BEGIN TASK INPUTS

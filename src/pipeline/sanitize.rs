//! Sanitisation: strip characters the DOCX serialiser cannot carry.
//!
//! PDF extraction happily emits control characters (form feeds between
//! pages, stray NULs from broken encodings) and invisible Unicode (BOM,
//! zero-width joiners, soft hyphens). Word rejects documents containing
//! most of these, so the DOCX path filters the text down to printable
//! characters plus newline and tab before serialisation.

/// Invisible code points that survive `char::is_control` but have no
/// business in a document body.
const INVISIBLE: &[char] = &[
    '\u{00AD}', // soft hyphen
    '\u{200B}', // zero-width space
    '\u{200C}', // zero-width non-joiner
    '\u{200D}', // zero-width joiner
    '\u{2060}', // word joiner
    '\u{FEFF}', // BOM / zero-width no-break space
];

/// Remove every non-printable character except newline, tab, and space.
///
/// Idempotent: `sanitize(sanitize(x)) == sanitize(x)` for all inputs.
pub fn sanitize(text: &str) -> String {
    text.chars().filter(|&c| keep(c)).collect()
}

fn keep(c: char) -> bool {
    match c {
        '\n' | '\t' | ' ' => true,
        c if c.is_control() => false,
        c => !INVISIBLE.contains(&c),
    }
}
//! The speech-synthesis capability and the local-to-cloud fallback policy.
//!
//! Both audio strategies implement one trait,
//! `synthesize(request) -> artifact | failure`, so the rest of the
//! pipeline does not care which engine produced the file. The policy layer
//! here is the only place that knows the fallback rule: a local engine
//! that cannot serve the requested voice hands the request to the cloud
//! backend with the language pinned to English — whatever language the
//! user selected, because the local path never exposed a language choice
//! to begin with.

use crate::config::{VoiceGender, VoiceRate};
use crate::error::SpeechError;
use crate::output::{Artifact, OutputKind};
use async_trait::async_trait;
use tracing::warn;

/// Language the cloud fallback always uses.
pub const FALLBACK_LANGUAGE: &str = crate::language::DEFAULT_LANGUAGE;

/// One synthesis request.
#[derive(Debug, Clone, Copy)]
pub struct SpeechRequest<'a> {
    pub text: &'a str,
    /// Cloud language code. The local engine ignores it.
    pub language: &'a str,
    pub gender: VoiceGender,
    pub rate: VoiceRate,
    /// [`OutputKind::Mp3`] or [`OutputKind::Wav`]; decides the artifact
    /// suffix.
    pub kind: OutputKind,
}

/// Capability of turning text into an audio artifact.
#[async_trait]
pub trait SpeechSynthesizer: Send + Sync {
    /// Synthesize `request.text` into a fully-written temp file.
    ///
    /// On failure no artifact is returned and no partially-written file
    /// remains reachable by the caller.
    async fn synthesize(&self, request: &SpeechRequest<'_>) -> Result<Artifact, SpeechError>;
}

/// Which backend ended up producing an artifact.
#[derive(Debug, Clone, Copy, PartialEq, Eq)]
pub enum BackendUsed {
    Cloud,
    Local,
    /// The local engine could not serve the request and the cloud backend
    /// took over.
    CloudFallback,
}

impl BackendUsed {
    pub fn as_str(self) -> &'static str {
        match self {
            BackendUsed::Cloud => "cloud",
            BackendUsed::Local => "local",
            BackendUsed::CloudFallback => "cloud-fallback",
        }
    }
}

/// Try the local engine; fall back to the cloud backend when it cannot
/// serve the request.
///
/// Fallback triggers on [`SpeechError::VoiceNotFound`] (the defined policy:
/// no installed voice matches the requested gender) and on
/// [`SpeechError::EngineUnavailable`] (no engine on this machine at all —
/// the request is equally unservable locally). The fallback request always
/// carries [`FALLBACK_LANGUAGE`]. Every other local failure is terminal.
pub async fn synthesize_with_fallback(
    local: &dyn SpeechSynthesizer,
    cloud: &dyn SpeechSynthesizer,
    request: &SpeechRequest<'_>,
) -> Result<(Artifact, BackendUsed), SpeechError> {
    match local.synthesize(request).await {
        Ok(artifact) => Ok((artifact, BackendUsed::Local)),
        Err(SpeechError::VoiceNotFound) => {
            warn!("no installed voice matches the requested gender; using cloud synthesis");
            cloud_fallback(cloud, request).await
        }
        Err(SpeechError::EngineUnavailable(reason)) => {
            warn!(%reason, "local speech engine unavailable; using cloud synthesis");
            cloud_fallback(cloud, request).await
        }
        Err(e) => Err(e),
    }
}

async fn cloud_fallback(
    cloud: &dyn SpeechSynthesizer,
    request: &SpeechRequest<'_>,
) -> Result<(Artifact, BackendUsed), SpeechError> {
    let fallback = SpeechRequest {
        language: FALLBACK_LANGUAGE,
        ..*request
    };
    let artifact = cloud.synthesize(&fallback).await?;
    Ok((artifact, BackendUsed::CloudFallback))
}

END TASK INPUTS

TASK DESCRIPTION
Each line of the listing should be printed again, exactly.

ANSWER BELOW
filename src/pipeline/sanitize.rs
//! Sanitisation: strip characters the DOCX serialiser cannot carry.
//!
//! PDF extraction happily emits control characters (form feeds between
//! pages, stray NULs from broken encodings) and invisible Unicode (BOM,
//! zero-width joiners, soft hyphens). Word rejects documents containing
//! most of these, so the DOCX path filters the text down to printable
//! characters plus newline and tab before serialisation.

/// Invisible code points that survive `char::is_control` but have no
/// business in a document body.
const INVISIBLE: &[char] = &[
    '\u{00AD}', // soft hyphen
    '\u{200B}', // zero-width space
    '\u{200C}', // zero-width non-joiner
    '\u{200D}', // zero-width joiner
    '\u{2060}', // word joiner
    '\u{FEFF}', // BOM / zero-width no-break space
];

/// Remove every non-printable character except newline, tab, and space.
///
/// Idempotent: `sanitize(sanitize(x)) == sanitize(x)` for all inputs.
pub fn sanitize(text: &str) -> String {
    text.chars().filter(|&c| keep(c)).collect()
}

fn keep(c: char) -> bool {
    match c {
        '\n' | '\t' | ' ' => true,
        c if c.is_control() => false,
        c => !INVISIBLE.contains(&c),
    }
}
//! The speech-synthesis capability and the local-to-cloud fallback policy.
//!
//! Both audio strategies implement one trait,
//! `synthesize(request) -> artifact | failure`, so the rest of the
//! pipeline does not care which engine produced the file. The policy layer
//! here is the only place that knows the fallback rule: a local engine
//! that cannot serve the requested voice hands the request to the cloud
//! backend with the language pinned to English — whatever language the
//! user selected, because the local path never exposed a language choice
//! to begin with.

use crate::config::{VoiceGender, VoiceRate};
use crate::error::SpeechError;
use crate::output::{Artifact, OutputKind};
use async_trait::async_trait;
use tracing::warn;

/// Language the cloud fallback always uses.
pub const FALLBACK_LANGUAGE: &str = crate::language::DEFAULT_LANGUAGE;

/// One synthesis request.
#[derive(Debug, Clone, Copy)]
pub struct SpeechRequest<'a> {
    pub text: &'a str,
    /// Cloud language code. The local engine ignores it.
    pub language: &'a str,
    pub gender: VoiceGender,
    pub rate: VoiceRate,
    /// [`OutputKind::Mp3`] or [`OutputKind::Wav`]; decides the artifact
    /// suffix.
    pub kind: OutputKind,
}

/// Capability of turning text into an audio artifact.
#[async_trait]
pub trait SpeechSynthesizer: Send + Sync {
    /// Synthesize `request.text` into a fully-written temp file.
    ///
    /// On failure no artifact is returned and no partially-written file
    /// remains reachable by the caller.
    async fn synthesize(&self, request: &SpeechRequest<'_>) -> Result<Artifact, SpeechError>;
}

/// Which backend ended up producing an artifact.
#[derive(Debug, Clone, Copy, PartialEq, Eq)]
pub enum BackendUsed {
    Cloud,
    Local,
    /// The local engine could not serve the request and the cloud backend
    /// took over.
    CloudFallback,
}

impl BackendUsed {
    pub fn as_str(self) -> &'static str {
        match self {
            BackendUsed::Cloud => "cloud",
            BackendUsed::Local => "local",
            BackendUsed::CloudFallback => "cloud-fallback",
        }
    }
}

/// Try the local engine; fall back to the cloud backend when it cannot
/// serve the request.
///
/// Fallback triggers on [`SpeechError::VoiceNotFound`] (the defined policy:
/// no installed voice matches the requested gender) and on
/// [`SpeechError::EngineUnavailable`] (no engine on this machine at all —
/// the request is equally unservable locally). The fallback request always
/// carries [`FALLBACK_LANGUAGE`]. Every other local failure is terminal.
pub async fn synthesize_with_fallback(
    local: &dyn SpeechSynthesizer,
    cloud: &dyn SpeechSynthesizer,
    request: &SpeechRequest<'_>,
) -> Result<(Artifact, BackendUsed), SpeechError> {
    match local.synthesize(request).await {
        Ok(artifact) => Ok((artifact, BackendUsed::Local)),
        Err(SpeechError::VoiceNotFound) => {
            warn!("no installed voice matches the requested gender; using cloud synthesis");
            cloud_fallback(cloud, request).await
        }
        Err(SpeechError::EngineUnavailable(reason)) => {
            warn!(%reason, "local speech engine unavailable; using cloud synthesis");
            cloud_fallback(cloud, request).await
        }
        Err(e) => Err(e),
    }
}

async fn cloud_fallback(
    cloud: &dyn SpeechSynthesizer,
    request: &SpeechRequest<'_>,
) -> Result<(Artifact, BackendUsed), SpeechError> {
    let fallback = SpeechRequest {
        language: FALLBACK_LANGUAGE,
        ..*request
    };
    let artifact = cloud.synthesize(&fallback).await?;
    Ok((artifact, BackendUsed::CloudFallback))
}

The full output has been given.